Pomerol – Generally the Pomerols were seen as more consistent than Saint-Émilion, partly because a majority came from the plateau, whereas the Saint-Émilions were more dispersed over different terroirs. The top three – Pétrus, Le Pin and Lafleur ­– all deliver, although, in a reversal of 10 years ago, prices now approach Burgundy levels. Are they worth the money? That depends on how rich you are or whether you are paying. You can always find great value with the likes of Le Gay, La Conseillante and Hosanna, though I expected more from two of my favorite growths, Trotanoy and Vieux-Château-Certan, which tend to do better in slightly cooler growing seasons.

The 2009 Sauternes represent one of the best vintages I have tasted in recent years, although on this occasion I was left expecting more from some of the big players.

Sauternes – Prior to this tasting, I voiced my adoration for the 2009 Sauternes and could not wait to sink my teeth into a bit of botrytis. Somehow neither flight really scaled the anticipated heights, and I was left scratching my head. In fact, the 2009 d’Yquem that I have rated 100 points was so vexing that a second bottle was opened to check; it was better, but it failed to hit a home run. Fortunately, there are a handful that hit the ball out of the park: Climens, de Fargues, d’Arche and Doisy-Védrines, although I would put my money on a beautiful 2009 Guiraud, one of the best vintages in recent years.

Final Thoughts

These two tastings confirmed my view that although 2009 is a great Bordeaux vintage, it is not infallible. There are unquestionably a bevy of outstanding 2009s that will appeal to those who seek plump and powerful wine with layers of fruit and bold, ostentatious personalities. They have been that way since birth. What they are should not detract from what they are supposed to be. They deliver enjoyment in spades even if they might lack the intellectual gravitas of 2010, the finesse of 2016 or the consistency of 2005. Incidentally, I am not hidebound by that view, as proven in my recent vertical of Pichon-Baron. Do they deserve a small armada of perfect scores? No, even if many represent, or perhaps more accurately represented, the best up to that point. They are still wines to be immensely proud of, milestones that testify to the enormous strides those properties have made. Success like that does not come overnight. Both of these tastings reinforced my opinion that unlike 2005 or 2016, the 2009 vintage offers a large number of outstanding wines rather than a clutch of perfect wines. My enthusiasm has never matched the hyperbole that greeted their release, but I still adore the vintage and rank it as one of the greatest in recent years.
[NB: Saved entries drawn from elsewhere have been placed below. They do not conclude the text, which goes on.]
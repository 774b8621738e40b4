//! Error types with fix suggestions

use thiserror::Error;

/// Trait for errors that provide fix suggestions
pub trait FixSuggestion {
    fn fix_suggestion(&self) -> Option<&str>;
}

/// Errors raised while loading control files and setting up fetchers.
///
/// Resolution itself never fails: fragment failures become inline
/// placeholders. These errors only surface at the CLI / host boundary.
#[derive(Error, Debug)]
pub enum AutotextError {
    #[error("YAML parse error: {0}")]
    YamlParse(#[from] serde_yaml::Error),

    #[error("IO error: {0}")]
    Io(#[from] std::io::Error),

    // ─────────────────────────────────────────────────────────────
    // Control file errors (AUTO-010 to AUTO-012)
    // ─────────────────────────────────────────────────────────────
    #[error("AUTO-010: Invalid schema: expected '{expected}', got '{actual}'")]
    InvalidSchema { expected: String, actual: String },

    #[error("AUTO-011: Field '{field}' has an unsupported value: {details}")]
    InvalidFieldValue { field: String, details: String },

    #[error("AUTO-012: Configuration error: {reason}")]
    Config { reason: String },

    // ─────────────────────────────────────────────────────────────
    // Fetcher setup errors (AUTO-020 to AUTO-022)
    // ─────────────────────────────────────────────────────────────
    #[error("AUTO-020: Unknown fetcher '{name}'. Available: mock, webapi")]
    UnknownFetcher { name: String },

    #[error("AUTO-021: Fetcher '{name}' requires a web_api section in the control file")]
    MissingWebApi { name: String },

    #[error("AUTO-022: Environment variable '{var}' is not set")]
    MissingToken { var: String },

    // ─────────────────────────────────────────────────────────────
    // Validation (AUTO-030)
    // ─────────────────────────────────────────────────────────────
    #[error("AUTO-030: Configuration value has {count} error(s)")]
    ValidationFailed { count: usize },
}

impl FixSuggestion for AutotextError {
    fn fix_suggestion(&self) -> Option<&str> {
        match self {
            AutotextError::YamlParse(_) => Some("Check YAML syntax: indentation and quoting"),
            AutotextError::Io(_) => Some("Check file path and permissions"),
            AutotextError::InvalidSchema { .. } => {
                Some("Start the control file with: schema: autotext/control@0.1")
            }
            AutotextError::InvalidFieldValue { .. } => {
                Some("Use a string, number, boolean, null, or a list of {id, entityType, name} records")
            }
            AutotextError::Config { .. } => Some("Check the web_api section of the control file"),
            AutotextError::UnknownFetcher { .. } => Some("Use --fetcher mock or --fetcher webapi"),
            AutotextError::MissingWebApi { .. } => {
                Some("Add web_api: { base_url: ..., token_env: ... } to the control file")
            }
            AutotextError::MissingToken { .. } => {
                Some("Export the token variable or add it to a .env file")
            }
            AutotextError::ValidationFailed { .. } => {
                Some("Fix the reported segments: lookup needs lookup,<field>,<attribute>")
            }
        }
    }
}

/// Failure of a single record-fetch call.
///
/// Caught per fragment by the resolver and rendered as
/// `[Error retrieving <attribute> for <field>]`.
#[derive(Error, Debug, Clone, PartialEq, Eq)]
pub enum FetchError {
    #[error("record {entity_type}({id}) not found")]
    NotFound { entity_type: String, id: String },

    #[error("attribute '{attribute}' missing on {entity_type}({id})")]
    AttributeMissing {
        entity_type: String,
        id: String,
        attribute: String,
    },

    #[error("web api returned HTTP {status}: {body}")]
    Status { status: u16, body: String },

    #[error("transport error: {0}")]
    Transport(String),

    #[error("{0}")]
    Other(String),
}

impl From<reqwest::Error> for FetchError {
    fn from(err: reqwest::Error) -> Self {
        FetchError::Transport(err.to_string())
    }
}

pub type Result<T> = std::result::Result<T, AutotextError>;
//! Configuration value diagnostics
//!
//! Flags segments that will render nothing or a placeholder. Validation is
//! advisory: the resolver renders every configuration the same way whether
//! or not it validates.

use std::fmt;

use once_cell::sync::Lazy;
use regex::Regex;

use crate::template::{Fragment, COLUMN_VALUE, LOOKUP};

/// Field names as the host declares them
static FIELD_NAME_RE: Lazy<Regex> =
    Lazy::new(|| Regex::new(r"^[A-Za-z_][A-Za-z0-9_]*$").expect("valid regex"));

#[derive(Debug, Clone, Copy, PartialEq, Eq, PartialOrd, Ord)]
pub enum Severity {
    Warning,
    Error,
}

impl fmt::Display for Severity {
    fn fmt(&self, f: &mut fmt::Formatter<'_>) -> fmt::Result {
        match self {
            Severity::Warning => write!(f, "warning"),
            Severity::Error => write!(f, "error"),
        }
    }
}

/// One finding about one segment
#[derive(Debug, Clone, PartialEq, Eq)]
pub struct Diagnostic {
    /// Zero-based segment index
    pub segment: usize,
    pub severity: Severity,
    pub message: String,
}

impl Diagnostic {
    fn warning(segment: usize, message: impl Into<String>) -> Self {
        Self {
            segment,
            severity: Severity::Warning,
            message: message.into(),
        }
    }

    fn error(segment: usize, message: impl Into<String>) -> Self {
        Self {
            segment,
            severity: Severity::Error,
            message: message.into(),
        }
    }

    pub fn is_error(&self) -> bool {
        self.severity == Severity::Error
    }
}

impl fmt::Display for Diagnostic {
    fn fmt(&self, f: &mut fmt::Formatter<'_>) -> fmt::Result {
        write!(f, "segment {}: {}: {}", self.segment + 1, self.severity, self.message)
    }
}

pub fn is_valid_field_name(name: &str) -> bool {
    FIELD_NAME_RE.is_match(name)
}

/// Check fragments against the declared field names.
///
/// An empty `declared` list skips the declaration check.
pub fn validate(fragments: &[Fragment], declared: &[String]) -> Vec<Diagnostic> {
    let mut diagnostics = Vec::new();

    for (index, fragment) in fragments.iter().enumerate() {
        match fragment {
            Fragment::Literal { .. } => {}
            Fragment::Unknown { keyword } => diagnostics.push(Diagnostic::warning(
                index,
                format!(
                    "unknown directive '{}' renders nothing (expected {} or {})",
                    keyword, COLUMN_VALUE, LOOKUP
                ),
            )),
            Fragment::ColumnValue { field } | Fragment::Lookup { field, .. } => {
                if !is_valid_field_name(field) {
                    diagnostics.push(Diagnostic::error(
                        index,
                        format!("'{}' is not a valid field name", field),
                    ));
                } else if !declared.is_empty() && !declared.iter().any(|d| d == field) {
                    diagnostics.push(Diagnostic::warning(
                        index,
                        format!("field '{}' is not declared", field),
                    ));
                }

                if let Fragment::Lookup {
                    attribute: None, ..
                } = fragment
                {
                    diagnostics.push(Diagnostic::error(
                        index,
                        format!("lookup on '{}' needs an attribute: lookup,{},<attribute>", field, field),
                    ));
                }
            }
        }
    }

    diagnostics
}

#[cfg(test)]
mod tests {
    use super::*;
    use crate::template::parse;

    fn declared(names: &[&str]) -> Vec<String> {
        names.iter().map(|n| n.to_string()).collect()
    }

    #[test]
    fn clean_config_has_no_diagnostics() {
        let fragments = parse("Ship to|columnValue,AddressLine1|lookup,cityValue,name");
        assert!(validate(&fragments, &declared(&["AddressLine1", "cityValue"])).is_empty());
    }

    #[test]
    fn unknown_keyword_is_a_warning() {
        let diagnostics = validate(&parse("a|upper,f1"), &[]);
        assert_eq!(diagnostics.len(), 1);
        assert_eq!(diagnostics[0].segment, 1);
        assert_eq!(diagnostics[0].severity, Severity::Warning);
    }

    #[test]
    fn lookup_without_attribute_is_an_error() {
        let diagnostics = validate(&parse("lookup,cityValue"), &[]);
        assert_eq!(diagnostics.len(), 1);
        assert!(diagnostics[0].is_error());
    }

    #[test]
    fn undeclared_field_is_a_warning() {
        let diagnostics = validate(&parse("columnValue,String4"), &declared(&["String1"]));
        assert_eq!(diagnostics.len(), 1);
        assert!(diagnostics[0].message.contains("String4"));
        assert!(!diagnostics[0].is_error());
    }

    #[test]
    fn invalid_field_name_is_an_error() {
        let diagnostics = validate(&parse("columnValue, spaced name"), &[]);
        assert!(diagnostics[0].is_error());
    }

    #[test]
    fn field_name_rules() {
        assert!(is_valid_field_name("AddressLine1"));
        assert!(is_valid_field_name("_private"));
        assert!(!is_valid_field_name("1st"));
        assert!(!is_valid_field_name(""));
        assert!(!is_valid_field_name("city value"));
    }

    #[test]
    fn display_is_one_based() {
        let diagnostics = validate(&parse("upper,x"), &[]);
        assert!(diagnostics[0].to_string().starts_with("segment 1: warning:"));
    }
}
//! Control file
//!
//! A control file describes one auto-populated text control: its
//! configuration value, its declared input fields with their current values,
//! and optionally the Web API used for lookups.
//!
//! ```yaml
//! schema: autotext/control@0.1
//! config_value: "Ship to|columnValue,AddressLine1|lookup,cityValue,name"
//! fields:
//!   AddressLine1: 1 Main Street
//!   cityValue:
//!     - id: 6f1c
//!       entityType: city
//!       name: Paris
//! web_api:
//!   base_url: https://org.crm.dynamics.com/api/data/v9.2
//!   token_env: AUTOTEXT_TOKEN
//! ```

use std::path::Path;

use rustc_hash::FxHashMap;
use serde::{Deserialize, Serialize};
use serde_json::{Map, Value};

use crate::error::{AutotextError, Result};
use crate::snapshot::InputSnapshot;

/// Schema tag every control file must carry
pub const CONTROL_SCHEMA: &str = "autotext/control@0.1";

/// Parsed control file
#[derive(Debug, Clone, Serialize, Deserialize, PartialEq)]
pub struct ControlConfig {
    pub schema: String,

    /// `|`-separated configuration value
    #[serde(default)]
    pub config_value: String,

    /// Declared input fields and their current values (null = no value)
    #[serde(default)]
    pub fields: Map<String, Value>,

    #[serde(default, skip_serializing_if = "Option::is_none")]
    pub web_api: Option<WebApiConfig>,
}

/// Remote data API used by the `webapi` fetcher
#[derive(Debug, Clone, Serialize, Deserialize, PartialEq)]
pub struct WebApiConfig {
    pub base_url: String,

    /// Environment variable holding the bearer token
    #[serde(default, skip_serializing_if = "Option::is_none")]
    pub token_env: Option<String>,

    #[serde(default, skip_serializing_if = "Option::is_none")]
    pub timeout_secs: Option<u64>,

    /// entity type → entity set name, for irregular plurals
    #[serde(default)]
    pub entity_sets: FxHashMap<String, String>,
}

impl ControlConfig {
    /// Parse and check the schema tag
    pub fn from_yaml(yaml: &str) -> Result<Self> {
        let config: ControlConfig = serde_yaml::from_str(yaml)?;
        config.check_schema()?;
        Ok(config)
    }

    /// Read a control file (async to not block runtime)
    pub async fn load(path: impl AsRef<Path>) -> Result<Self> {
        let yaml = tokio::fs::read_to_string(path).await?;
        Self::from_yaml(&yaml)
    }

    fn check_schema(&self) -> Result<()> {
        if self.schema != CONTROL_SCHEMA {
            return Err(AutotextError::InvalidSchema {
                expected: CONTROL_SCHEMA.to_string(),
                actual: self.schema.clone(),
            });
        }
        Ok(())
    }

    /// Build the input snapshot from the declared fields
    pub fn snapshot(&self) -> Result<InputSnapshot> {
        InputSnapshot::from_json_fields(&self.fields)
    }
}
The question remains how the 2009s will age. There is a fundamental difference between surviving and evolving. I have no doubt that many 2009s have the substance to keep drinking for many years, though they seem to be marching into secondary phases at a pace that casts doubt on whether they will manifest the kaleidoscope of aromas and flavors that would put the vintage up there with the very best. These tastings provided no evidence that 2009 will surpass 2005, 2010 or 2016. Factor in bottle variation and incidence of oxidation, and 2009 is a vintage that needs to be monitored closely, preferably in a more sober environment than greeted their release onto the market. The minor reservations I voiced back in April 2010 seem to have been well placed. The world is a different place in 2019, not only in terms of wine criticism but everywhere. Where will we be in 2029? Where will the 2009s be at 20 or 30 years of age? How will they show vis-à-vis 2010 – and for that matter, 2015 and 2016, or the incipient and much-touted 2018? I’ll let you know.